> Task details
Your job is to report every line of the entries that has "crates".

○ ○ ○

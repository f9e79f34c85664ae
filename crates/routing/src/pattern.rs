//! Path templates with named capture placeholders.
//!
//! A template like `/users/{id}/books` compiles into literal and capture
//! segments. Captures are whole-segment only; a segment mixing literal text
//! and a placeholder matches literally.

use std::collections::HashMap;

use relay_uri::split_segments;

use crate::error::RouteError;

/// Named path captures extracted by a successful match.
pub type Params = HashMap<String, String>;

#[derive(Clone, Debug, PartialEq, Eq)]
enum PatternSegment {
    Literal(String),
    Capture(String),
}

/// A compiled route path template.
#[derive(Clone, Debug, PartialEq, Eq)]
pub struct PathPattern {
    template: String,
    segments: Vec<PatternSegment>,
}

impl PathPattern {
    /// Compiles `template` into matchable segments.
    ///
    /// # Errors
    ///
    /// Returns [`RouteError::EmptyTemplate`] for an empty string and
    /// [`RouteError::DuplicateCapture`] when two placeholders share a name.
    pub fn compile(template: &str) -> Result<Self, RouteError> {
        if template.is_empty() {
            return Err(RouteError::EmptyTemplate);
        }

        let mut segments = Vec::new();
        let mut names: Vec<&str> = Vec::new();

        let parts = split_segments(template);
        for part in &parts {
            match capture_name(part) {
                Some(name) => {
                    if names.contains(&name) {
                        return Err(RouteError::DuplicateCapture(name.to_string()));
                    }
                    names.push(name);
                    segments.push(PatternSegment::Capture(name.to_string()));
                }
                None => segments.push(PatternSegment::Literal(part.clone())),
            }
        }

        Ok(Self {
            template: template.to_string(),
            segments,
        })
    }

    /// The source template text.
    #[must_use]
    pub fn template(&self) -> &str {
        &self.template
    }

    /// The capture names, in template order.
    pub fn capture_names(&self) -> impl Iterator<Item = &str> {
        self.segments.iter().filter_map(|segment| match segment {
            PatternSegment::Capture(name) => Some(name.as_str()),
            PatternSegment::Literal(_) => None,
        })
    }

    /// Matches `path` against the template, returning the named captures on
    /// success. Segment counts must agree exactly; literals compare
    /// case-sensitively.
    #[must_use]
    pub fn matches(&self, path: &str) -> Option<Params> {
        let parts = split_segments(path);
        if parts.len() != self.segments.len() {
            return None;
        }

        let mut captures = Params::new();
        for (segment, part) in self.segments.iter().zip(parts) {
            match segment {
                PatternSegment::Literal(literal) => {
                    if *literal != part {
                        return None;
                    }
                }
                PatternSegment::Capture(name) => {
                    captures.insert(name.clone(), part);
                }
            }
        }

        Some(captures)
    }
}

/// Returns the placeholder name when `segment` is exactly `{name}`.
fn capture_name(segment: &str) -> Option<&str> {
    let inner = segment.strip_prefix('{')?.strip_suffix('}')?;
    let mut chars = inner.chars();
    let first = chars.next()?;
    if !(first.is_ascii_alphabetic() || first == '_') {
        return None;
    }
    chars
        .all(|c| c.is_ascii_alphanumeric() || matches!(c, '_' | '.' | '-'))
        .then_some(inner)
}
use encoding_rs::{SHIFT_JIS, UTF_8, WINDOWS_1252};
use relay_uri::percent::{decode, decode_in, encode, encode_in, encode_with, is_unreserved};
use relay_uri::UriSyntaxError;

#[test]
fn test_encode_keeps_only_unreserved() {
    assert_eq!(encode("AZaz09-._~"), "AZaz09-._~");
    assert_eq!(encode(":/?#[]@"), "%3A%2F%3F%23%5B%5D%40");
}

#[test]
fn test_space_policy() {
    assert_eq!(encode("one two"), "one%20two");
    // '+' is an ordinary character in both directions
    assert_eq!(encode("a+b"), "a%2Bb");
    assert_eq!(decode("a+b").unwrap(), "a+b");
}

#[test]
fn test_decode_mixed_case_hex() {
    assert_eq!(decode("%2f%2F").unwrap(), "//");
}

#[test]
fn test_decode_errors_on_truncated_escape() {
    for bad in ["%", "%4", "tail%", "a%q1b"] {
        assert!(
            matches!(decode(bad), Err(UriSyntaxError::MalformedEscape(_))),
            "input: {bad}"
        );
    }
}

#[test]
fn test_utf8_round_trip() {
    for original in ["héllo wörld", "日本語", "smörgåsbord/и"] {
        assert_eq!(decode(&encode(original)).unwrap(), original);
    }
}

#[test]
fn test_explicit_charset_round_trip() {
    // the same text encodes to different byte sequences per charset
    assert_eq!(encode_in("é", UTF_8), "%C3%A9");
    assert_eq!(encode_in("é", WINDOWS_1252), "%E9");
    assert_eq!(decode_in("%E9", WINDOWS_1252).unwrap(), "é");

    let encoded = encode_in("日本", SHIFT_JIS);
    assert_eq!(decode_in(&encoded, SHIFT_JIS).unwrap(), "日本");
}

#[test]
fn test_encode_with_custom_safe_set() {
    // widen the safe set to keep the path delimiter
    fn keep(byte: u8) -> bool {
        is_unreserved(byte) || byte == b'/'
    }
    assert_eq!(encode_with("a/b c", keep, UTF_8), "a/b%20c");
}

○ ○ ○

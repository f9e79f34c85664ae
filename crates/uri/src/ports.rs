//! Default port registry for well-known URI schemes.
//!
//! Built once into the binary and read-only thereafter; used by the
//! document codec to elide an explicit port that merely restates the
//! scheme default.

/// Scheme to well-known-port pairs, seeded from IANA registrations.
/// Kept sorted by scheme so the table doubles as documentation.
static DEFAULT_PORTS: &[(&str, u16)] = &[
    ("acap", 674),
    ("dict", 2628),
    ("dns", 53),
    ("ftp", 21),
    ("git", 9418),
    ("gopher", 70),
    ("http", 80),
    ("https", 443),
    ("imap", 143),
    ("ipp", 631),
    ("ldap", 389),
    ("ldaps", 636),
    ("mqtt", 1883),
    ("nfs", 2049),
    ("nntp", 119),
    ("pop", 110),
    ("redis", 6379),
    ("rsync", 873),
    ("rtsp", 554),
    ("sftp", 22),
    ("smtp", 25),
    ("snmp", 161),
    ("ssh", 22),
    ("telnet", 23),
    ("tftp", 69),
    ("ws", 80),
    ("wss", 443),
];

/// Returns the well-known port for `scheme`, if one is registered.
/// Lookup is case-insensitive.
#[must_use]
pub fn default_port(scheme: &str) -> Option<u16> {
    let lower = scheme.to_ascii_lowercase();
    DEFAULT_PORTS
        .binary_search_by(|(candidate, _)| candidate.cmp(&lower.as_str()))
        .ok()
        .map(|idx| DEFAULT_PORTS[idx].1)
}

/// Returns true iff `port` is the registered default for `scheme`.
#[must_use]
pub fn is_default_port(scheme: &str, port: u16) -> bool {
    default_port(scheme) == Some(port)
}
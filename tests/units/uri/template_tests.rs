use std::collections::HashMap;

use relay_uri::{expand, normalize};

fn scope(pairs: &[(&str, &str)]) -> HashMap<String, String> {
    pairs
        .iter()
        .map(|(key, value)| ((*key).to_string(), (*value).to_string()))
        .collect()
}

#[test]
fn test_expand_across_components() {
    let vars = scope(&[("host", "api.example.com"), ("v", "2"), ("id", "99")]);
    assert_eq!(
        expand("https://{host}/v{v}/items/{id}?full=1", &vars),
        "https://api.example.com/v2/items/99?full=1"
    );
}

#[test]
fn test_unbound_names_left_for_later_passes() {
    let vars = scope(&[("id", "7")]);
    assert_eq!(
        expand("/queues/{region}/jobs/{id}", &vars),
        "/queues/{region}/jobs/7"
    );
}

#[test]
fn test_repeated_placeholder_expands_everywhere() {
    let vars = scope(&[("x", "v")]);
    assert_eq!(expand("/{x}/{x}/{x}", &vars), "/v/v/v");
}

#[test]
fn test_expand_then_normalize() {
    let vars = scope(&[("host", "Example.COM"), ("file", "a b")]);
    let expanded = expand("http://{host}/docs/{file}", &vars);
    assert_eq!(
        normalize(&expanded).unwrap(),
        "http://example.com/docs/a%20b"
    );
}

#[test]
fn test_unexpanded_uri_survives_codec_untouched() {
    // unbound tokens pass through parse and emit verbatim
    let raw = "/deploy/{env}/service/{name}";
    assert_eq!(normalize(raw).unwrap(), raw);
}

○ ○ ○

> Problem solution
filename crates/routing/src/pattern.rs
filename crates/uri/src/ports.rs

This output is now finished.